D’abord, en reconfigurant la démocratie représentative, qui penche trop du côté de l’exécutif et de l’institution présidentielle sans contrepoids parlementaire. Emmanuel Macron a essayé d’accorder plus de place à la démocratie participative avec le grand débat ou la création de la Convention citoyenne pour le climat. Reste à voir comment on articule cela avec la démocratie représentative, qui doit avoir le dernier mot, puisqu’elle a la légitimité issue des urnes. Il faut, en outre, laisser une place à l’expérience de la démocratie directe à travers un référendum. Voilà les réponses à promouvoir pour ne pas renouer avec la crise hystérique que nous venons de vivre. On ne peut pas continuer dans ce face-à-face entre des citoyens infantilisés et un homme qui concentre tous les pouvoirs, que l’on perçoit comme une sorte de magicien. Quand l’Etat nounou ne peut plus offrir de lait à ses enfants, ceux-ci enragent, comme l’a montré l’écrivain et psychanalyste Michel Schneider dans son essai «Big Mother: psychopathologie de la vie politique » [Odile Jacob]. Pour éviter cet affrontement tragique, il devient vital de rétablir des corps intermédiaires, notamment en dotant les collectivités locales de vrais moyens et de vraies ressources.

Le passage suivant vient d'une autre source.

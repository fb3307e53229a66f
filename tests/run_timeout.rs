//! Whole runs stopped by the timeout policy, timed on a simulated clock that
//! advances with every objective evaluation.

use std::time::Duration;

use epochstop::{
    CallbackSet, Clock, FnProblem, GradientDescent, ManualClock, Optimizer, ParticleOptimizer, Problem,
    Solver, StopReason, StoreBest, TimerStop,
};

fn init_tracing() {
    let _ = tracing_subscriber::fmt()
        .with_env_filter("epochstop=debug")
        .with_test_writer()
        .try_init();
}

/// `f(x) = x` on an unbounded line: never converges, each evaluation costs
/// `per_eval` of simulated time.
fn endless_line(clock: &ManualClock, per_eval: Duration) -> FnProblem<impl Fn(&[f64]) -> f64 + Sync> {
    let tick = clock.clone();
    FnProblem::unbounded(vec![0.0], move |x: &[f64]| {
        tick.advance(per_eval);
        x[0]
    })
}

fn timed_sphere(clock: &ManualClock, per_eval: Duration) -> FnProblem<impl Fn(&[f64]) -> f64 + Sync> {
    let tick = clock.clone();
    FnProblem::new(vec![4.0, 4.0], vec![(-5.0, 5.0), (-5.0, 5.0)], move |x: &[f64]| {
        tick.advance(per_eval);
        x[0] * x[0] + x[1] * x[1]
    })
    .expect("valid problem")
}

#[test]
fn gradient_descent_stops_at_the_first_epoch_past_the_timeout() {
    init_tracing();
    let clock = ManualClock::new();
    let problem = endless_line(&clock, Duration::from_millis(100));
    let mut timer = TimerStop::with_clock(1.0, clock.clone()).unwrap();
    let mut store = StoreBest::new();

    // Initial evaluation, then 3 evaluations per epoch (two for the
    // gradient, one accepted line search step): epochs end at 0.4s, 0.7s
    // and 1.0s.
    let result = {
        let mut callbacks = CallbackSet::new().with(&mut timer).with(&mut store);
        GradientDescent::new(1000, 1e-9)
            .solve(&problem, &mut callbacks)
            .unwrap()
    };

    assert_eq!(result.reason, StopReason::Terminated);
    assert_eq!(result.epochs, 3);
    assert_eq!(result.cost_evals, 4);
    assert_eq!(result.grad_evals, 3);
    assert!(timer.fired());

    // Final coordinates are those of the last completed epoch.
    let last = store.history().last().unwrap();
    assert_eq!(last.epoch, 2);
    assert_eq!(last.params, result.params);
    assert_eq!(store.history().len(), result.epochs);
}

#[test]
fn pso_run_is_cut_short_by_the_timer() {
    init_tracing();
    let clock = ManualClock::new();
    let problem = timed_sphere(&clock, Duration::from_millis(10));
    let initial = problem.cost(problem.initial_params()).unwrap();
    clock.set(Duration::ZERO);

    let mut timer = TimerStop::with_clock(1.0, clock.clone()).unwrap();
    let mut solver = ParticleOptimizer::new(10_000, 1e-300)
        .with_population_size(20)
        .with_seed(3);

    // 0.01s initial evaluation plus 0.2s per epoch of 20 particles.
    let result = solver.solve(&problem, &mut timer).unwrap();

    assert_eq!(result.reason, StopReason::Terminated);
    assert_eq!(result.epochs, 5);
    assert_eq!(result.cost_evals, 101);
    assert!(result.cost <= initial);
}

#[test]
fn timer_that_never_fires_leaves_the_run_alone() {
    let clock = ManualClock::new();
    let problem = FnProblem::unbounded(vec![2.0], |x: &[f64]| (x[0] - 1.0).powi(2));
    let mut timer = TimerStop::with_clock(60.0, clock.clone()).unwrap();

    let result = GradientDescent::new(500, 1e-6).solve(&problem, &mut timer).unwrap();

    assert_eq!(result.reason, StopReason::Converged);
    assert!(timer.is_armed());
    assert!(!timer.fired());
}

#[test]
fn solver_rearms_nothing_between_epochs() {
    // The solver calls begin_epoch every epoch; the timer must still measure
    // from the start of the run.
    let clock = ManualClock::new();
    let problem = endless_line(&clock, Duration::from_millis(100));
    let mut timer = TimerStop::with_clock(0.35, clock.clone()).unwrap();

    let result = GradientDescent::new(1000, 1e-9).solve(&problem, &mut timer).unwrap();

    assert_eq!(result.reason, StopReason::Terminated);
    assert_eq!(result.epochs, 1);
    assert_eq!(timer.elapsed(), Some(Duration::from_millis(400)));
}

#[test]
fn reset_timer_can_observe_a_second_run() {
    let clock = ManualClock::new();
    let problem = endless_line(&clock, Duration::from_millis(100));
    let mut timer = TimerStop::with_clock(1.0, clock.clone()).unwrap();

    let first = GradientDescent::new(1000, 1e-9).solve(&problem, &mut timer).unwrap();
    assert_eq!(first.reason, StopReason::Terminated);

    timer.reset();
    let second = GradientDescent::new(1000, 1e-9).solve(&problem, &mut timer).unwrap();
    assert_eq!(second.reason, StopReason::Terminated);
    assert_eq!(second.epochs, first.epochs);
}

#[test]
fn configured_optimizer_applies_the_timeout() {
    init_tracing();
    let clock = ManualClock::new();
    let problem = endless_line(&clock, Duration::from_millis(100));
    let optimizer = Optimizer::from_json_str(
        r#"{
            "solver": "gradient",
            "precision": 1e-9,
            "timer": { "timeout_secs": 1.0 },
            "progress_every": 1
        }"#,
    )
    .unwrap();

    let mut store = StoreBest::new();
    let result = optimizer
        .optimize_with_clock(&problem, clock.clone(), &mut store)
        .unwrap();

    assert_eq!(result.reason, StopReason::Terminated);
    assert_eq!(result.epochs, 3);
    assert_eq!(store.history().len(), 3);
}

#[test]
fn configured_optimizer_rejects_a_zero_timeout_before_running() {
    let clock = ManualClock::new();
    let problem = endless_line(&clock, Duration::from_millis(100));
    let optimizer = Optimizer::from_json_str(r#"{"timer": {"timeout_secs": 0}}"#).unwrap();

    let err = optimizer
        .optimize_with_clock(&problem, clock.clone(), StoreBest::new())
        .unwrap_err();

    assert!(matches!(err, epochstop::Error::InvalidConfiguration(_)));
    assert_eq!(clock.now(), Duration::ZERO);
}

#[test]
fn optimizer_without_timer_is_never_terminated() {
    let problem = FnProblem::new(vec![0.5], vec![(-2.0, 2.0)], |x: &[f64]| (x[0] + 1.0).powi(2))
        .unwrap();
    let optimizer = Optimizer {
        max_epochs: 500,
        seed: Some(11),
        ..Optimizer::default()
    };

    let result = optimizer.optimize(&problem).unwrap();

    assert_ne!(result.reason, StopReason::Terminated);
    assert!(result.epochs >= 1);
    assert!(result.cost <= 2.25);
    assert!((-2.0..=2.0).contains(&result.params[0]));
}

Le problème est que, dans la «nouvelle grammaire de l’action» que les gilets jaunes ont fait émerger, «le registre émotionnel et affectif est prédominant», écrivez-vous.
Auparavant, le citoyen se mobilisait dans un subtil mélange de réactions sentimentales et de réflexes idéologiques. Il y avait des référents avec un corpus, des auteurs, une tradition, une histoire ; l’individu pouvait s’inscrire dans un roman collectif. Maintenant, il s’en remet à son émotion du moment, qui n’est pas refroidie par une rationalité intellectuelle. Quand les passions deviennent tristes, elles peuvent être dévastatrices, comme l’a parfaitement analysé le sociologue François Dubet.
Pour le politologue aguerri que vous êtes, la France contemporaine est-elle lisible?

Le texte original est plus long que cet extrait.